Décrit à la troisième personne par le narrateur, le jeune homme semble toutefois parler à la première. Est-ce un trop-plein d’empathie vécu par le lecteur, un malaise partagé, une osmose ? La fin du roman conte la fuite hallucinée de l’asile, la quête de Germaine, la nounou, mère de substitution. À l’instar du héros, le lecteur erre, titube, se fait funambule, marche au-dessus du vide jusqu’à épuisement. Un étrange rituel s’opère. Très onirique. À la lumière de bougies, des femmes trempent des morceaux de coton dans de l’huile et se les font passer. L’angoisse se mêle au sacré, s’éteint, se rallume. Y a-t-il un espoir, un ultime espoir de sauver son âme ?

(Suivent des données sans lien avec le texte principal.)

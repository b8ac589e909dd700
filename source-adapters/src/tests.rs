#[cfg(test)]
mod tests {
    use crate::github::{GitHubOwner, GitHubRepo};
    use crate::hackernews::{HackerNewsStory, HACKER_NEWS_GROUP};
    use crate::{
        parse_listing, parse_search_response, parse_stories, parse_story, prefilter_repos,
        prefilter_stories, repos_to_items, stories_to_items,
    };
    use chrono::{DateTime, TimeZone, Utc};
    use newsdeck_core::{CoreError, Item, SourceError, SourceKind};

    const REDDIT_LISTING: &str = r#"{
        "kind": "Listing",
        "data": {
            "after": "t3_abc",
            "before": null,
            "children": [
                {
                    "kind": "t3",
                    "data": {
                        "id": "abc",
                        "title": "New LLM release",
                        "selftext": "",
                        "author": "someone",
                        "subreddit": "MachineLearning",
                        "url": "https://example.com/llm",
                        "permalink": "/r/MachineLearning/comments/abc/new_llm_release/",
                        "created_utc": 1700000000.0,
                        "score": 321,
                        "num_comments": 42,
                        "link_flair_text": "News",
                        "link_flair_background_color": ""
                    }
                },
                {
                    "kind": "t3",
                    "data": { "title": "Bare post" }
                }
            ]
        }
    }"#;

    fn now() -> DateTime<Utc> {
        Utc.timestamp_opt(1_700_000_000, 0).unwrap()
    }

    fn story(id: u64, title: &str, url: Option<&str>, score: i64, age_hours: i64) -> HackerNewsStory {
        HackerNewsStory {
            id,
            title: title.to_string(),
            url: url.map(str::to_string),
            score,
            by: Some("pg".to_string()),
            time: now().timestamp() - age_hours * 3600,
            descendants: Some(3),
            kind: Some("story".to_string()),
        }
    }

    fn repo(name: &str, description: Option<&str>, stars: i64) -> GitHubRepo {
        GitHubRepo {
            id: 1,
            name: name.to_string(),
            full_name: format!("octo/{name}"),
            description: description.map(str::to_string),
            stargazers_count: stars,
            owner: GitHubOwner {
                login: "octo".to_string(),
                ..Default::default()
            },
            ..Default::default()
        }
    }

    #[test]
    fn test_reddit_listing_converts_posts() {
        let items = parse_listing(REDDIT_LISTING).unwrap();
        assert_eq!(items.len(), 2);

        let post = &items[0];
        assert_eq!(post.title, "New LLM release");
        assert_eq!(post.body, None);
        assert_eq!(post.score, 321);
        assert_eq!(post.comment_count, Some(42));
        assert_eq!(post.created_at, Some(1_700_000_000));
        assert_eq!(post.group.as_deref(), Some("MachineLearning"));
        assert_eq!(post.group_key(), "machinelearning");
        assert_eq!(post.flair.as_deref(), Some("News"));
        assert_eq!(post.source, SourceKind::Reddit);
        assert_eq!(
            post.extra["permalink"],
            "https://reddit.com/r/MachineLearning/comments/abc/new_llm_release/"
        );
        assert!(!post.extra.contains_key("linkFlairBackgroundColor"));

        let bare = &items[1];
        assert_eq!(bare.title, "Bare post");
        assert_eq!(bare.id, None);
        assert_eq!(bare.score, 0);
        assert_eq!(bare.created_at, None);
    }

    #[test]
    fn test_reddit_invalid_payload() {
        let result = parse_listing(r#"{"kind": "Listing"}"#);
        assert!(matches!(
            result,
            Err(CoreError::Source(SourceError::InvalidPayload { ref source_name, .. }))
                if source_name == "reddit"
        ));
    }

    #[test]
    fn test_hacker_news_stories_skip_deleted_entries() {
        let json = r#"[
            {"id": 1, "title": "Rust compiler release", "url": "https://github.com/rust-lang/rust",
             "score": 120, "by": "steve", "time": 1699990000, "descendants": 17, "type": "story"},
            null,
            {"id": 2, "title": "Text post", "score": 3, "by": "ann", "time": 1699990000, "type": "story"}
        ]"#;
        let stories = parse_stories(json).unwrap();
        assert_eq!(stories.len(), 2);
        assert_eq!(stories[0].kind.as_deref(), Some("story"));

        let items = stories_to_items(stories);
        assert_eq!(items[0].author.as_deref(), Some("steve"));
        assert_eq!(items[0].comment_count, Some(17));
        assert_eq!(items[0].group.as_deref(), Some(HACKER_NEWS_GROUP));
        assert_eq!(items[0].source, SourceKind::HackerNews);
        assert_eq!(items[0].id.as_deref(), Some("1"));

        // text posts link back to the discussion
        assert_eq!(
            items[1].url.as_deref(),
            Some("https://news.ycombinator.com/item?id=2")
        );
        assert_eq!(items[1].comment_count, None);
    }

    #[test]
    fn test_parse_single_story() {
        let parsed = parse_story(r#"{"id": 7, "title": "Hello", "score": 1, "time": 5}"#).unwrap();
        assert_eq!(parsed.id, 7);
        assert_eq!(parsed.url, None);
        assert!(parse_story("42").is_err());
    }

    #[test]
    fn test_tech_relevance() {
        // keyword + external link + known domain
        let linked = story(1, "Rust compiler release", Some("https://github.com/rust-lang"), 10, 1);
        assert_eq!(linked.tech_relevance(), 6);

        let external = story(2, "Postgres database internals", Some("https://example.com/p"), 10, 1);
        assert_eq!(external.tech_relevance(), 4);

        let discussion = story(3, "Rust", Some("https://news.ycombinator.com/item?id=3"), 10, 1);
        assert_eq!(discussion.tech_relevance(), 1);

        let text_only = story(4, "Zebra facts", None, 10, 1);
        assert_eq!(text_only.tech_relevance(), -1);
    }

    #[test]
    fn test_prefilter_stories() {
        let stories = vec![
            story(1, "Rust async runtime", Some("https://example.org/a"), 5, 2),
            story(2, "Rust tooling", Some("https://example.org/b"), 90, 25),
            story(3, "Rust compiler release", Some("https://github.com/rust-lang"), 10, 1),
            story(4, "Rust linker", Some("https://example.net/c"), 30, 3),
            story(5, "Unloved Rust crate", Some("https://example.org/d"), 0, 1),
            story(6, "Why Rust", Some("https://example.org/e"), 50, 1),
            story(7, "Ask HN: best Rust book", None, 70, 1),
            story(8, "Zebra facts", None, 80, 1),
            story(9, "Postgres database internals", Some("https://example.com/p"), 50, 1),
            story(10, "Why Rust?", Some("https://example.org/f"), 50, 1),
        ];

        let kept: Vec<u64> = prefilter_stories(stories, now())
            .into_iter()
            .map(|s| s.id)
            .collect();
        // relevance 6, 4, then the 3s by score
        assert_eq!(kept, vec![3, 9, 6, 4, 1]);
    }

    #[test]
    fn test_show_hn_help_posts_are_dropped() {
        let stories = vec![
            story(1, "Show HN: I need testers, help", Some("https://example.org/x"), 9, 1),
            story(2, "Show HN: Rust web framework", Some("https://example.org/y"), 9, 1),
        ];
        let kept = prefilter_stories(stories, now());
        assert_eq!(kept.len(), 1);
        assert_eq!(kept[0].id, 2);
    }

    #[test]
    fn test_github_search_response() {
        let json = r#"{
            "total_count": 1,
            "items": [{
                "id": 99,
                "name": "fastdb",
                "full_name": "octo/fastdb",
                "description": "An embedded database",
                "html_url": "https://github.com/octo/fastdb",
                "stargazers_count": 512,
                "forks_count": 12,
                "language": "Rust",
                "created_at": "2024-01-02T03:04:05Z",
                "pushed_at": "2024-01-03T00:00:00Z",
                "owner": {"login": "octo", "avatar_url": "https://avatars/octo"},
                "topics": ["database", "embedded"],
                "license": {"name": "MIT License"}
            }]
        }"#;
        let repos = parse_search_response(json).unwrap();
        let items = repos_to_items(repos).unwrap();
        assert_eq!(items.len(), 1);

        let item = &items[0];
        assert_eq!(item.title, "fastdb");
        assert_eq!(item.body.as_deref(), Some("An embedded database"));
        assert_eq!(item.score, 512);
        assert_eq!(item.comment_count, Some(12));
        assert_eq!(item.created_at, Some(1_704_164_645));
        assert_eq!(item.group.as_deref(), Some("rust"));
        assert_eq!(item.author.as_deref(), Some("octo"));
        assert_eq!(item.source, SourceKind::GitHub);
        assert_eq!(item.extra["license"], "MIT License");
        assert_eq!(item.extra["topics"][1], "embedded");
        assert_eq!(item.extra["fullName"], "octo/fastdb");
    }

    #[test]
    fn test_github_payload_errors() {
        assert!(parse_search_response("{}").unwrap().is_empty());
        assert!(matches!(
            parse_search_response("not json"),
            Err(CoreError::Source(SourceError::InvalidPayload { .. }))
        ));

        let mut bad = repo("fastdb", Some("An embedded database"), 3);
        bad.created_at = Some("yesterday".to_string());
        assert!(matches!(
            Item::try_from(bad),
            Err(SourceError::InvalidTimestamp { ref value }) if value == "yesterday"
        ));
    }

    #[test]
    fn test_prefilter_repos() {
        let repos = vec![
            repo("small", Some("A small parser"), 2),
            repo("unstarred", Some("A parser"), 0),
            repo("silent", None, 50),
            repo("blank", Some(""), 50),
            repo("course", Some("A beginner tutorial for parsers"), 80),
            repo("learning-rust", Some("Notes"), 90),
            repo("big", Some("A fast parser"), 40),
        ];
        let kept: Vec<String> = prefilter_repos(repos).into_iter().map(|r| r.name).collect();
        assert_eq!(kept, vec!["big", "small"]);
    }
}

Alexandre Seurat aime à se positionner au plus près de la blessure, de l’émoi, de la trahison, de l’infâme. Il surligne les béances, les doutes, les fêlures. Générant une émotion brute, charnelle. Son premier roman, La Maladroite, exhumait la chronique d’une mort annoncée, celle d’une petite fille violentée par ses parents. L’Administrateur provisoire focalisait sur un personnage oublié à l’intérieur d’une saga familiale, un salaud qui dépossédait légalement les juifs de leurs biens, sur fond de suicide d’un de ses jeunes descendants. Avec Un funambule, il dénude encore plus écriture et sensibilité, ce qui lui permet en quelques mots d’alterner l’ombre et la lumière. « Sa joie est quelque part, il sait qu’elle est là. S’il marchait vers elle, il suffirait de quelques pas dans le noir pour l’atteindre, mais il faudrait d’abord savoir dans quelle direction aller. » Si le corps du récit paraît dense, à la manière d’une roche stratifiée, zébrée de ressassements, souvenirs, phrases en italique, propos rapportés, extraits de lettres, il se rapproche du haïku par ces phrases courtes, aphorismes qui le découpent, le ponctuent. « Il y a beaucoup de vide, depuis qu’il n’y a plus de murs. »
Dominique Aussenac
Un funambule, d’Alexandre Seurat
Le Rouergue, 92 pages, 12 €
Domaine français Chaise de jardin
janvier 2018 | Le Matricule des Anges n°189
| par
Dominique Aussenac
Avec un art consommé du dépouillement, Alexandre Seurat dépeint les affres d’un jeune adulte en crise. Intense et rémanent.
Un livre
Chaise de jardin
Par
Dominique Aussenac
Le Matricule des Anges n°189
, janvier 2018.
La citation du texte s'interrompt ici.